The Assassination Option
- First edition
- Author: W.E.B. Griffin and William E. Butterworth IV
- Language: English
- Series: Clandestine Operations Series
- Genre: Spy novel
- Publisher: G. P. Putnam's Sons
- Publication date: December 30, 2014
- Publication place: United States
- Media type: Print (hardcover)
- Pages: 496 pp (first edition, hardcover)
- ISBN: 978-0399171246
- Preceded by: Top Secret (2014)

= The Assassination Option =

2014 novel by W.E.B. Griffin and William E. Butterworth IV

The Assassination Option is the second novel in the Clandestine Operations Series by W.E.B. Griffin and William E. Butterworth IV.

==Plot==
The novel centers around Capt. James Cronley, who has been promoted to commander of a new unit in the new Central Intelligence Agency. As the chief of DCI Europe, Cronley has to deal with all sorts of intrigue, much of it involving U.S. government and military personnel unhappy with the creation and power of the new CIA. Cronley, as well as his coworkers and employees, have a new mission: to bring the family of a Soviet informant out of East Germany. In the process, Cronley must fend off attempts to undermine his authority.

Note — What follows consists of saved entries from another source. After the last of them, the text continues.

use serde::{Deserialize, Serialize};
use sqlx::FromRow;
use time::OffsetDateTime;
use uuid::Uuid;

/// User record in the database.
#[derive(Debug, Clone, Serialize, Deserialize, FromRow)]
pub struct User {
    pub id: Uuid,
    pub email: String,
    #[serde(skip_serializing)]
    pub password_hash: String, // Argon2 PHC string
    pub profile_type: String,
    pub username: Option<String>,
    pub first_name: Option<String>,
    pub last_name: Option<String>,
    pub email_verified_at: Option<OffsetDateTime>,
    pub is_active: bool,
    pub created_at: OffsetDateTime,
    pub updated_at: OffsetDateTime,
}

/// Fields accepted when inserting a user.
#[derive(Debug)]
pub struct NewUser<'a> {
    pub email: &'a str,
    pub password_hash: &'a str,
    pub profile_type: ProfileType,
    pub username: Option<&'a str>,
    pub first_name: Option<&'a str>,
    pub last_name: Option<&'a str>,
}

/// Which side table holds the user's extended profile.
#[derive(Debug, Clone, Copy, PartialEq, Eq, Serialize, Deserialize)]
#[serde(rename_all = "snake_case")]
pub enum ProfileType {
    Artist,
    Fan,
    Licensor,
    ServiceProvider,
}

impl ProfileType {
    pub fn as_str(self) -> &'static str {
        match self {
            Self::Artist => "artist",
            Self::Fan => "fan",
            Self::Licensor => "licensor",
            Self::ServiceProvider => "service_provider",
        }
    }

    pub fn parse(s: &str) -> Option<Self> {
        match s {
            "artist" => Some(Self::Artist),
            "fan" => Some(Self::Fan),
            "licensor" => Some(Self::Licensor),
            "service_provider" => Some(Self::ServiceProvider),
            _ => None,
        }
    }
}

/// Public part of the user returned to the client.
#[derive(Debug, Serialize)]
pub struct PublicUser {
    pub id: Uuid,
    pub email: String,
    pub profile_type: String,
    pub username: Option<String>,
    pub first_name: Option<String>,
    pub last_name: Option<String>,
    pub email_verified: bool,
    pub created_at: OffsetDateTime,
}

impl From<User> for PublicUser {
    fn from(u: User) -> Self {
        Self {
            id: u.id,
            email: u.email,
            profile_type: u.profile_type,
            username: u.username,
            first_name: u.first_name,
            last_name: u.last_name,
            email_verified: u.email_verified_at.is_some(),
            created_at: u.created_at,
        }
    }
}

Cronley's mother was a German national and he runs into numerous German relatives, finding that some of them are not what they seem.

==Reviews==
Kirkus Reviews left a relatively positive review, though they pointed out numerous historical errors.

Book Reporter also left a positive review, saying, "It reads well and reminds us of the difficulty posed in intelligence work, especially at the beginning of the Cold War with Russia."

Publishers Weekly has a positive view of this book, saying, "It's a testament to the authors' skill and wide experience that the pages seem to turn themselves."